Instructions to follow = Check each line of the entries below for the string "derive"; copy every line where it appears.
** Information follows **
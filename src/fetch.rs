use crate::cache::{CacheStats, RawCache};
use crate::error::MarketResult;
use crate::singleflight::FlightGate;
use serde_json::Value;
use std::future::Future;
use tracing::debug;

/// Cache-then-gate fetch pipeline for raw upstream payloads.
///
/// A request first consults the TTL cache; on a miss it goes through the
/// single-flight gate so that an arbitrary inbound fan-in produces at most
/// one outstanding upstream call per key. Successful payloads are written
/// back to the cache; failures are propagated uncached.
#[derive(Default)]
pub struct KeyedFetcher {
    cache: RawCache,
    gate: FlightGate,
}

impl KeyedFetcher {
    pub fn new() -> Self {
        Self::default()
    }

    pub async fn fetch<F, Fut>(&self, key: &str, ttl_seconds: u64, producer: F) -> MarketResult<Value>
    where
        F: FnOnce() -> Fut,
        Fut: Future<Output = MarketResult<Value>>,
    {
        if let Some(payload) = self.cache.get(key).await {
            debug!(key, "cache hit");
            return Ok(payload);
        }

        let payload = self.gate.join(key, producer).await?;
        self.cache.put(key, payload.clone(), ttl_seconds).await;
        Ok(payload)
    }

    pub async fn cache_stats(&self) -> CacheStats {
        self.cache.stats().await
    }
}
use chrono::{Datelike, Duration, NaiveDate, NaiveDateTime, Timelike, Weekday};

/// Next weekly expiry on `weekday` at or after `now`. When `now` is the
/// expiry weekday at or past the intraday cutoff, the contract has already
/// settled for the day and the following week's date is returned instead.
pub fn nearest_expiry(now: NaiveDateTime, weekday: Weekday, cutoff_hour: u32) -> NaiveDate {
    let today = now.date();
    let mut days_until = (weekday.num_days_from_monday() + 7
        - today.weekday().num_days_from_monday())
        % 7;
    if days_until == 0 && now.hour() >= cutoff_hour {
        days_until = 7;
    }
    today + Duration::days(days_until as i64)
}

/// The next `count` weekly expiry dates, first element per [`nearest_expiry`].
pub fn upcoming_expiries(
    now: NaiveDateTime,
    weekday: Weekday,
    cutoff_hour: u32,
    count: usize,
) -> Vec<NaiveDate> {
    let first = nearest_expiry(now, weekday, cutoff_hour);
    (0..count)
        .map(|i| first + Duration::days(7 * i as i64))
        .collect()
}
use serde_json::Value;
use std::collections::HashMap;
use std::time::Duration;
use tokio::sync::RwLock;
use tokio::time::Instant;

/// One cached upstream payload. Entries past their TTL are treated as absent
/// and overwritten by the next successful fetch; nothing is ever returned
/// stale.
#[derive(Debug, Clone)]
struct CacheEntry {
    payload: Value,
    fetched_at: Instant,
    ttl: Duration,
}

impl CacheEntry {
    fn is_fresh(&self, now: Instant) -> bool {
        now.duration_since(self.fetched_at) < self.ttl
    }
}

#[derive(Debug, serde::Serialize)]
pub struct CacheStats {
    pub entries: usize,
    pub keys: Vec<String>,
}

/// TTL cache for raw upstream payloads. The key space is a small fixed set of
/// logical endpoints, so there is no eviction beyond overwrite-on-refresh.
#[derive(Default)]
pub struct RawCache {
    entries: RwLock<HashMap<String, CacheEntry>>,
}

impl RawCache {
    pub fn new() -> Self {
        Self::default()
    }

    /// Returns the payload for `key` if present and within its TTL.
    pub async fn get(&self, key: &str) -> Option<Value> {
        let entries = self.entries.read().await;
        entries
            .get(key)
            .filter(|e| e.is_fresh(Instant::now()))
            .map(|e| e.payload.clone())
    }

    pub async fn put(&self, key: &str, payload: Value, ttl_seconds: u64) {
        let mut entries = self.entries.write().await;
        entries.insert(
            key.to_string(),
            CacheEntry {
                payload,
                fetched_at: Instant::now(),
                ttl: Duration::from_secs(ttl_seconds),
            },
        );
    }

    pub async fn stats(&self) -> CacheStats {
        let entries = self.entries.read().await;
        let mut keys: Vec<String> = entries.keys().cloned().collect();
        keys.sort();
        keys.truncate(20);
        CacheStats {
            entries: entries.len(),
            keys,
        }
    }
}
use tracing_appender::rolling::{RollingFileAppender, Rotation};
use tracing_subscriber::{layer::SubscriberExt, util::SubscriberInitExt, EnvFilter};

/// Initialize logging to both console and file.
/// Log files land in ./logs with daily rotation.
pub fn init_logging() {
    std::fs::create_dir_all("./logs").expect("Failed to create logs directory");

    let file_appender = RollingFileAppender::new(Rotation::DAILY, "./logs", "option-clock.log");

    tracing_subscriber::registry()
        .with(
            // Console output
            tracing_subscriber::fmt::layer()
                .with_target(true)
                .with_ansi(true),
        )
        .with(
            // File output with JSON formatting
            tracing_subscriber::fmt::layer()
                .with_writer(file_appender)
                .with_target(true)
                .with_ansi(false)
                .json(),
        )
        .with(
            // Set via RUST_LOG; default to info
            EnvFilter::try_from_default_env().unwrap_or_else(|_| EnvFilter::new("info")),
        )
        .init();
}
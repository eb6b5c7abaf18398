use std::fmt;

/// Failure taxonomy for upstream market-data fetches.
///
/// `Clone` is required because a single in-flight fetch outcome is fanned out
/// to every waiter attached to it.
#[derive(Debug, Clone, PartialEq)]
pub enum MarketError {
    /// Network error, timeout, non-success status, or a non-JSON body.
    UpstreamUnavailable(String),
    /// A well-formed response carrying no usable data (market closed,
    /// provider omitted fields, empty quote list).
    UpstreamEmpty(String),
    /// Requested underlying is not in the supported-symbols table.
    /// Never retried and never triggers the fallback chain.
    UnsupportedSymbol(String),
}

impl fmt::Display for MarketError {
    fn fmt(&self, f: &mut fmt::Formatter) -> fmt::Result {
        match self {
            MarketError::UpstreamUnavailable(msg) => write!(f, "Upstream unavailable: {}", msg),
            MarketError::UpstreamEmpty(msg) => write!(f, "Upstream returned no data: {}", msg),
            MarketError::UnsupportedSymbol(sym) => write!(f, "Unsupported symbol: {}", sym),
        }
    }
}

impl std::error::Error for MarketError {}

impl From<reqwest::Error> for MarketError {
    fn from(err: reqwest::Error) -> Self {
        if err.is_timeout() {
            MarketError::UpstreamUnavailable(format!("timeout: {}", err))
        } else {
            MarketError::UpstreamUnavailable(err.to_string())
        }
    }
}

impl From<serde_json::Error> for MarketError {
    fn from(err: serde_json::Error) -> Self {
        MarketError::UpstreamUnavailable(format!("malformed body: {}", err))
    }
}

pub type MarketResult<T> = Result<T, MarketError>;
** End of Information **
Written response =
#[derive(Default)]
#[derive(Debug, Clone)]
#[derive(Debug, serde::Serialize)]
#[derive(Default)]
#[derive(Debug, Clone, PartialEq)]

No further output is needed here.